Avec plus de 700 000 exemplaires vendus des enquêtes de Maud Graham, Chrystine Brouillet fait partie du cercle fermé des auteurs québécois à succès. Passionnée par la nourriture, elle est également chroniqueuse littéraire et gastronomique. On retrouve même des recettes dans son plus récent roman, Chambre 1002 (2018)! Parmi plus d’une cinquantaine de romans à son actif, des polars bien sûr, mais aussi de la littérature jeunesse ainsi qu’une saga historique, Marie Laflamme.
📖Louise Tremblay d’Essiambre
De nombreux auteurs québécois se sont essayés aux romans à caractère historique : Michel David, Suzanne Aubry, Michel Langlois… Cependant, avec plus de deux millions d’exemplaires et quarante-cinq livres publiés, Louise Tremblay d’Essiambre est l’une des plus populaires. Dix ans après la parution de son premier roman, Le Tournesol, sa carrière littéraire s’amorcera en 1994 avec Entre l’eau douce et la mer.
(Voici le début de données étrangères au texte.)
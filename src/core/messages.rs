//! Texts the bot sends, rendered for legacy Telegram Markdown.

use crate::infrastructure::entities::{ChatId, Registration, Role, UserId};
use crate::infrastructure::telegram::OutboundMessage;

/// Escapes the characters legacy Markdown treats as markup so user input is
/// echoed back verbatim.
pub fn escape_markdown(text: &str) -> String {
    let mut escaped = String::with_capacity(text.len());
    for c in text.chars() {
        if matches!(c, '_' | '*' | '`' | '[') {
            escaped.push('\\');
        }
        escaped.push(c);
    }
    escaped
}

fn field(value: &Option<String>) -> String {
    value.as_deref().map(escape_markdown).unwrap_or_default()
}

pub fn role_selection(chat_id: ChatId) -> OutboundMessage {
    OutboundMessage::text(
        chat_id,
        "🎉 *Welcome to VeriPay!*\n\n\
         I help restaurants verify payment screenshots quickly and securely.\n\n\
         Please choose how you want to register:",
    )
    .with_button("👨‍💼 Register as Waiter", Role::Waiter.action_token())
    .with_button("🏪 Register as Admin", Role::Admin.action_token())
}

pub fn welcome_back(chat_id: ChatId, registration: &Registration) -> OutboundMessage {
    OutboundMessage::text(
        chat_id,
        format!(
            "👋 *Welcome back to VeriPay!*\n\nYou are registered as *{}*.",
            registration.role
        ),
    )
}

/// Notification shown when a role button is pressed.
pub fn role_selected(role: Role) -> String {
    format!("Starting {role} registration...")
}

pub fn ask_name(chat_id: ChatId, role: Role) -> OutboundMessage {
    OutboundMessage::text(
        chat_id,
        format!("📝 *Registration as {role}*\n\nPlease provide your full name:"),
    )
}

pub fn ask_phone(chat_id: ChatId, registration: &Registration) -> OutboundMessage {
    OutboundMessage::text(
        chat_id,
        format!(
            "✅ Name: {}\n\nPlease provide your phone number:",
            field(&registration.name)
        ),
    )
}

pub fn ask_restaurant(chat_id: ChatId, registration: &Registration) -> OutboundMessage {
    OutboundMessage::text(
        chat_id,
        format!(
            "✅ Phone: {}\n\nPlease provide your restaurant name:",
            field(&registration.phone)
        ),
    )
}

fn summary(registration: &Registration) -> String {
    format!(
        "*Role:* {}\n*Name:* {}\n*Phone:* {}\n*Restaurant:* {}",
        registration.role,
        field(&registration.name),
        field(&registration.phone),
        field(&registration.restaurant_name),
    )
}

pub fn registration_complete(chat_id: ChatId, registration: &Registration) -> OutboundMessage {
    OutboundMessage::text(
        chat_id,
        format!(
            "🎉 *Registration complete!*\n\n{}\n\nSend /start to open the menu.",
            summary(registration)
        ),
    )
}

pub fn admin_notification(
    chat_id: ChatId,
    user_id: UserId,
    registration: &Registration,
) -> OutboundMessage {
    OutboundMessage::text(
        chat_id,
        format!(
            "🆕 *New registration*\n\n{}\n*User ID:* {user_id}\n*Started:* {}",
            summary(registration),
            registration.registered_at.format("%Y-%m-%d %H:%M UTC"),
        ),
    )
}

pub fn reminder(chat_id: ChatId) -> OutboundMessage {
    OutboundMessage::text(
        chat_id,
        "Please use the menu buttons or send /start to begin.",
    )
}
//! In-memory registration store
//!
//! Records live for the lifetime of the process. Swapping in a persistent
//! store only needs another `RegistrationRepository` implementation.

use crate::infrastructure::entities::{ConversationState, Registration, UserId};
use crate::infrastructure::traits::RegistrationRepository;
use async_trait::async_trait;
use di::{inject, injectable};
use std::collections::HashMap;
use tokio::sync::RwLock;

#[derive(Default)]
struct Tables {
    registrations: HashMap<UserId, Registration>,
    states: HashMap<UserId, ConversationState>,
}

#[derive(Default)]
pub struct InMemoryRegistrationRepository {
    tables: RwLock<Tables>,
}

#[injectable(RegistrationRepository)]
impl InMemoryRegistrationRepository {
    #[inject]
    pub fn create() -> InMemoryRegistrationRepository {
        InMemoryRegistrationRepository::default()
    }
}

#[async_trait]
impl RegistrationRepository for InMemoryRegistrationRepository {
    async fn find_registration(&self, user_id: UserId) -> Option<Registration> {
        self.tables.read().await.registrations.get(&user_id).cloned()
    }

    async fn conversation_state(&self, user_id: UserId) -> ConversationState {
        self.tables
            .read()
            .await
            .states
            .get(&user_id)
            .copied()
            .unwrap_or_default()
    }

    async fn save(&self, user_id: UserId, registration: Registration, state: ConversationState) {
        // both maps change under one write guard so they never disagree
        let mut tables = self.tables.write().await;
        tables.registrations.insert(user_id, registration);
        tables.states.insert(user_id, state);
    }
}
Grâce à un style intense et sensible, Tremblay d’Essiambre aborde des sujets délicats qu’affectionne particulièrement son lectorat :
« [Elle] s’est toujours intéressée à des thèmes proches du quotidien et des destins humains qui portent à la réflexion et tirent des leçons : enfant handicapé, monoparentalité, deuil, maladie incurable, isolement social, etc. C’est ce qui fait sans doute que ses lecteurs lui sont si attachés de même qu’à ses personnages, ils sont pris eux aussi de compassion. »
Son plus récent roman Éléonore, une femme de cœur (2018) raconte l’amitié naissante entre Éléonore Légaré, la cuisinière du manoir des O’Gallagher, et Marion Coutrier, une jeune fille de treize ans venant travailler pour la riche famille. Or, tout comme Chrystine Brouillet, Louise Tremblay d’Essiambre est une artiste polymorphe. En effet, elle illustre elle-même la plupart des couvertures de ses romans!
N’oubliez pas que les livres permettent de voyager, dans le monde ou dans le temps. Nous espérons que cette modeste liste d’auteurs québécois vous donnera le goût d’en découvrir d’autres. Bonne lecture!